PROBLEM: Scan the entries below for the word "environment" and copy every line in which it occurs.

::::::::

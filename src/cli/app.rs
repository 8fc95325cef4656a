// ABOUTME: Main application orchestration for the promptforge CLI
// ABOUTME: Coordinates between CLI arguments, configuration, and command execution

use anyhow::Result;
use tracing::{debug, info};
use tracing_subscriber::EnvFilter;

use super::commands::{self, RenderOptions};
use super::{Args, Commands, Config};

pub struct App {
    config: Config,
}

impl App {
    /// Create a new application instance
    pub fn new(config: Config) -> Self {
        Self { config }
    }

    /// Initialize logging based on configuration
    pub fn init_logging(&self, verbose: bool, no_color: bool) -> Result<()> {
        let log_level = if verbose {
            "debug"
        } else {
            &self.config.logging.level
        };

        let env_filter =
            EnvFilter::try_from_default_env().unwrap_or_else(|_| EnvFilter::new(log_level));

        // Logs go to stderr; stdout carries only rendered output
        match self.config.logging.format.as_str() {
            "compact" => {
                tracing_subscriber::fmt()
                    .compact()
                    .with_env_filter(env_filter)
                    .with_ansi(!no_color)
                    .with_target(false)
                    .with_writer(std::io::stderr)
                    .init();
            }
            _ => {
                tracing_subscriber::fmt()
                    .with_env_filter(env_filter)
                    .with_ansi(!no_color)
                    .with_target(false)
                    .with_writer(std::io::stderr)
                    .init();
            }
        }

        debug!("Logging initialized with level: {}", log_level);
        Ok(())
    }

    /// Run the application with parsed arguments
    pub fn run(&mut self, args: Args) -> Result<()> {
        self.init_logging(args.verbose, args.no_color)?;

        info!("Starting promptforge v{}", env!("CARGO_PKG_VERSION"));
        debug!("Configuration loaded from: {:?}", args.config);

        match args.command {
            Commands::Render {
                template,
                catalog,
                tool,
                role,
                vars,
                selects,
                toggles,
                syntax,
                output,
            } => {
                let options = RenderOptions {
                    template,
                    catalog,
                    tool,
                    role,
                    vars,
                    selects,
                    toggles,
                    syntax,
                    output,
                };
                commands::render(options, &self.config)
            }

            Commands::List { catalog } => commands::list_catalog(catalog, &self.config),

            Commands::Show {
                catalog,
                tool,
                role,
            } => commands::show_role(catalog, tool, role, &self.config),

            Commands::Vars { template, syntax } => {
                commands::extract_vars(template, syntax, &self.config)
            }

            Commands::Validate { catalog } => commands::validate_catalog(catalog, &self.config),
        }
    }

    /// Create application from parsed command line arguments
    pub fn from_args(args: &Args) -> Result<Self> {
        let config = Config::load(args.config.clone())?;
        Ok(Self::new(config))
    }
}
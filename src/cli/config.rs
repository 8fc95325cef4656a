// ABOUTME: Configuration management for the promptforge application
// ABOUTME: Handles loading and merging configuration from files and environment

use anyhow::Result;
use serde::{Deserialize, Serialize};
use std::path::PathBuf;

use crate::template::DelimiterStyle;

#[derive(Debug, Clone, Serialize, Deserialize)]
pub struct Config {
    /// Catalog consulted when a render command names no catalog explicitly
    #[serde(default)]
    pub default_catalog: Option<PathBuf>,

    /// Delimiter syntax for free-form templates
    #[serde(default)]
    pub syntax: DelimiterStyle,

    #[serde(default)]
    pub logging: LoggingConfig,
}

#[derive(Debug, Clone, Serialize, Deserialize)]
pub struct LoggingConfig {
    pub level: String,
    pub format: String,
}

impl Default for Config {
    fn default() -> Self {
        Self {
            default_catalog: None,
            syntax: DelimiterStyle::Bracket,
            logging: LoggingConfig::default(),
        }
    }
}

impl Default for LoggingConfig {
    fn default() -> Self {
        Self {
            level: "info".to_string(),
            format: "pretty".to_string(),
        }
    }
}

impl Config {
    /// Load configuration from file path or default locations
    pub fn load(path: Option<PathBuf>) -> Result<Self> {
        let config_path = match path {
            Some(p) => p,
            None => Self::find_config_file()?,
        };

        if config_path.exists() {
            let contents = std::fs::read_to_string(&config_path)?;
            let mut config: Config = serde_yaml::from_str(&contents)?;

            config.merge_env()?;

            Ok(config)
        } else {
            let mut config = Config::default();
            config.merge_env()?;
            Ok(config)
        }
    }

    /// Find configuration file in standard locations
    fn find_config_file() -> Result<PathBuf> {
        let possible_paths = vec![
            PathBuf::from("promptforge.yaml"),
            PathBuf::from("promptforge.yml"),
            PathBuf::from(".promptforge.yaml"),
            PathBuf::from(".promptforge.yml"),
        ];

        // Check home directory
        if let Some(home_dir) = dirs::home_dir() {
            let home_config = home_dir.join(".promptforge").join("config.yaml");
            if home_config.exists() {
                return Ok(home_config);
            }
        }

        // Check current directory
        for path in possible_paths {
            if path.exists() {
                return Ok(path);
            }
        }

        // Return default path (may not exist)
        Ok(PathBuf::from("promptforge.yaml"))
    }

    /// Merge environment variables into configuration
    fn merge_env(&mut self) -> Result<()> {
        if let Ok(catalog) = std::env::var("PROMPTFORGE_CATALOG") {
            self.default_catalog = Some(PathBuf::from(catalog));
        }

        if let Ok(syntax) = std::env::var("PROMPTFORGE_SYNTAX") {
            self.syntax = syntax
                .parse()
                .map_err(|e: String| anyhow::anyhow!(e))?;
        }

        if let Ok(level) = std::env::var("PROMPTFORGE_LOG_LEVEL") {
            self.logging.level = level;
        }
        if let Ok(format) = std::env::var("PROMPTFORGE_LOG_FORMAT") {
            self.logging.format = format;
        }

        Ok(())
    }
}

::::::::

WRITTEN REPLY:
// ABOUTME: Handles loading and merging configuration from files and environment
    /// Merge environment variables into configuration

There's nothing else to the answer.